Exercise requirements
Count up the lines below that include the string "QueryField" and report the number by itself.

Working data START

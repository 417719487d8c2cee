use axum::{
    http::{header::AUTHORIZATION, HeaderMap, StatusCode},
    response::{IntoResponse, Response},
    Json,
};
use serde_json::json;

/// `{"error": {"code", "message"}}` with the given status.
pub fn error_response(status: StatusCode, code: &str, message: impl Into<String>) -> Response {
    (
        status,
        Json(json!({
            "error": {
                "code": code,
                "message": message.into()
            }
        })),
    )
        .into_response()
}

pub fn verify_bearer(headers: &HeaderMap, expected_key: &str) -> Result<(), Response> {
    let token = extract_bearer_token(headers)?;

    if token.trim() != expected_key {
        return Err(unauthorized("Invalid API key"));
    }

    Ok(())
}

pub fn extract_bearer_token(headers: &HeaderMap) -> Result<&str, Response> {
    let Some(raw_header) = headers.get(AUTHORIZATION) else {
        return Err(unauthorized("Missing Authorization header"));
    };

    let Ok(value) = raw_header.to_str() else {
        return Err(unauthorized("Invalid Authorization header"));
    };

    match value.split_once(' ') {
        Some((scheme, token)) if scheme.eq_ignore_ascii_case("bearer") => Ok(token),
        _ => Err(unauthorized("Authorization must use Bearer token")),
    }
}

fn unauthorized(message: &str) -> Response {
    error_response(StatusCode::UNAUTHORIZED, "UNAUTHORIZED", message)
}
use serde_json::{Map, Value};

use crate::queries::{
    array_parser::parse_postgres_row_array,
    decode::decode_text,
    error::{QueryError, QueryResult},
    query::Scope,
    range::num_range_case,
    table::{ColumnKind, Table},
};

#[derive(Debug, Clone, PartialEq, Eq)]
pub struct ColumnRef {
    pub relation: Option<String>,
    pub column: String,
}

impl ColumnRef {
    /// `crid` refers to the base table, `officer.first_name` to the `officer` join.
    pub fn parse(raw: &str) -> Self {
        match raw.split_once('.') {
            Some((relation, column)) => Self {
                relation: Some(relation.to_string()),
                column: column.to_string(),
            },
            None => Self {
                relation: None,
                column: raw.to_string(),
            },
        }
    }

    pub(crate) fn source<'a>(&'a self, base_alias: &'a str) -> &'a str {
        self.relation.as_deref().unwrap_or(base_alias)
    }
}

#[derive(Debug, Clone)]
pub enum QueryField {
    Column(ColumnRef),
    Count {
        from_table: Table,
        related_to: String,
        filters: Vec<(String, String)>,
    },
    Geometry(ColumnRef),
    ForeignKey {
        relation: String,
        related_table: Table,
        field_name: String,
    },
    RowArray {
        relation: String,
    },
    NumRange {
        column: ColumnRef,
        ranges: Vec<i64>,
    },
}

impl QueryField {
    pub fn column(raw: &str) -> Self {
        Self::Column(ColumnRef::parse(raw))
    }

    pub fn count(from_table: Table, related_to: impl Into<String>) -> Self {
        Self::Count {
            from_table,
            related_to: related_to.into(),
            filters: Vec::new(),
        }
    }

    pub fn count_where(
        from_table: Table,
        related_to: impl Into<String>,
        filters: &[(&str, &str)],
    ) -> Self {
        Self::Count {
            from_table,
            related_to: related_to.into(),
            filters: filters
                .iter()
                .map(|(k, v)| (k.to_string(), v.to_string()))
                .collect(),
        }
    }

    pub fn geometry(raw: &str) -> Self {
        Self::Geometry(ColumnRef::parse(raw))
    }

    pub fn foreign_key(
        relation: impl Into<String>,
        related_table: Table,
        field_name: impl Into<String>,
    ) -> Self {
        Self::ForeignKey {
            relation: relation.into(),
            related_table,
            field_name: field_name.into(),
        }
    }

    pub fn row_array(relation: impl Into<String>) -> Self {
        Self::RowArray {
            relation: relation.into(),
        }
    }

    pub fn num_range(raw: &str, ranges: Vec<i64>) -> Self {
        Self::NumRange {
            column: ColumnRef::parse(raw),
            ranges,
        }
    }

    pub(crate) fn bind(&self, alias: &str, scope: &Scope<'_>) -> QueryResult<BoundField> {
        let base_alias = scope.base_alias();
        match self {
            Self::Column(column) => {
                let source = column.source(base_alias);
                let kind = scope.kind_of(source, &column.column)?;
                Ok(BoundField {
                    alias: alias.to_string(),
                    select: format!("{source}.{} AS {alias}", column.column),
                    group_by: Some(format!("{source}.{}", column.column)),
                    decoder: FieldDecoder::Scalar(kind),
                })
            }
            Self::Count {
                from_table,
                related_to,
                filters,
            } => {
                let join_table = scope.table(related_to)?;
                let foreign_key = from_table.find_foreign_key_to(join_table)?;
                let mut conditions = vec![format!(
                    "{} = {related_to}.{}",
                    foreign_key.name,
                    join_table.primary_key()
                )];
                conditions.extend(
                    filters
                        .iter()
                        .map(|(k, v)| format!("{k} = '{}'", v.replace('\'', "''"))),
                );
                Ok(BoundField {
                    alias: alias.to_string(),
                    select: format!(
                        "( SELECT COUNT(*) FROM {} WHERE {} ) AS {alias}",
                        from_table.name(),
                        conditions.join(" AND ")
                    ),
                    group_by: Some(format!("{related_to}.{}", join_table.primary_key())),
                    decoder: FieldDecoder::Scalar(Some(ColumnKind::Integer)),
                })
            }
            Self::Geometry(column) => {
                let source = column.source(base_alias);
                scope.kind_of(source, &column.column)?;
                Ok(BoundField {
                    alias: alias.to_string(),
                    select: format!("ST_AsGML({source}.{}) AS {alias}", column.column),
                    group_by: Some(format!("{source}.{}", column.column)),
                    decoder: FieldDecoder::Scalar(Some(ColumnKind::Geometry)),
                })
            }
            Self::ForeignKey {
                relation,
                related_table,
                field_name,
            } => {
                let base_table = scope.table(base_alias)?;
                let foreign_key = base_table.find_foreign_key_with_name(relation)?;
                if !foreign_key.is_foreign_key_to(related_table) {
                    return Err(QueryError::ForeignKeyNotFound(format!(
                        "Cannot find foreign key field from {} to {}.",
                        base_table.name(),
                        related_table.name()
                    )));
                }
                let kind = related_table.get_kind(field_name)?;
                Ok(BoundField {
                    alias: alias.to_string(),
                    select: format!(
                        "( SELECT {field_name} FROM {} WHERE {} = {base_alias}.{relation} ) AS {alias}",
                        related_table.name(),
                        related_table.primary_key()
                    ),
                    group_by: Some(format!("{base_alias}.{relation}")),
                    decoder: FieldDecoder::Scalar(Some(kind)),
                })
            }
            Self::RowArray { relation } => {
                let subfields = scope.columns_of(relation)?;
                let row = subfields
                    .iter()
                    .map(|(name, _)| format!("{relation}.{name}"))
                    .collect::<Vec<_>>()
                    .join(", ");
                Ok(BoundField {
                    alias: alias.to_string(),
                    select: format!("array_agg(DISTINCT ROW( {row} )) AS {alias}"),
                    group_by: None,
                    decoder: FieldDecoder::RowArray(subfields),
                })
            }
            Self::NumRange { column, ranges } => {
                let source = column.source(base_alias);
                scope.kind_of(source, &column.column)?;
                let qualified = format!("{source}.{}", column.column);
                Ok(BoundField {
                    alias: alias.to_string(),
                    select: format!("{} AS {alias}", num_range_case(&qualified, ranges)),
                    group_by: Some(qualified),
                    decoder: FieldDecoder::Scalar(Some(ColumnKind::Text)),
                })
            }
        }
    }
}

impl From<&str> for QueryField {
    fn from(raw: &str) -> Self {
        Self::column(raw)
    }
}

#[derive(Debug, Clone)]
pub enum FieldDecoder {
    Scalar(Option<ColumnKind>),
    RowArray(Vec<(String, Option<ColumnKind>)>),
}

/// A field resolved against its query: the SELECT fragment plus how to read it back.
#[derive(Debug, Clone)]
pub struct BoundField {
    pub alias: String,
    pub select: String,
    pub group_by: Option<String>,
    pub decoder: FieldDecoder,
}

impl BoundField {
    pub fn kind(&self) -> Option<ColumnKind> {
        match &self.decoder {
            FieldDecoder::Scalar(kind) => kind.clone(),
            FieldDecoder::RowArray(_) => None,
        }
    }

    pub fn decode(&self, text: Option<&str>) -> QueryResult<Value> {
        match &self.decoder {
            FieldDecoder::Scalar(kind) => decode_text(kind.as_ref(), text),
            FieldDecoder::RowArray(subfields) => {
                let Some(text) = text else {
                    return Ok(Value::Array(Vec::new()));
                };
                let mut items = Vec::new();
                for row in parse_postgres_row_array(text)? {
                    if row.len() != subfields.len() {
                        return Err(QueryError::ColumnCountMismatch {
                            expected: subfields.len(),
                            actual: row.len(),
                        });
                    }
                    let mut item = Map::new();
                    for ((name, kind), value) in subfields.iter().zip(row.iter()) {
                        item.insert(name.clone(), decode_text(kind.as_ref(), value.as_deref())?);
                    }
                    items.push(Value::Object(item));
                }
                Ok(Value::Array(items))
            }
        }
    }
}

Working data END

Solution to the problem
3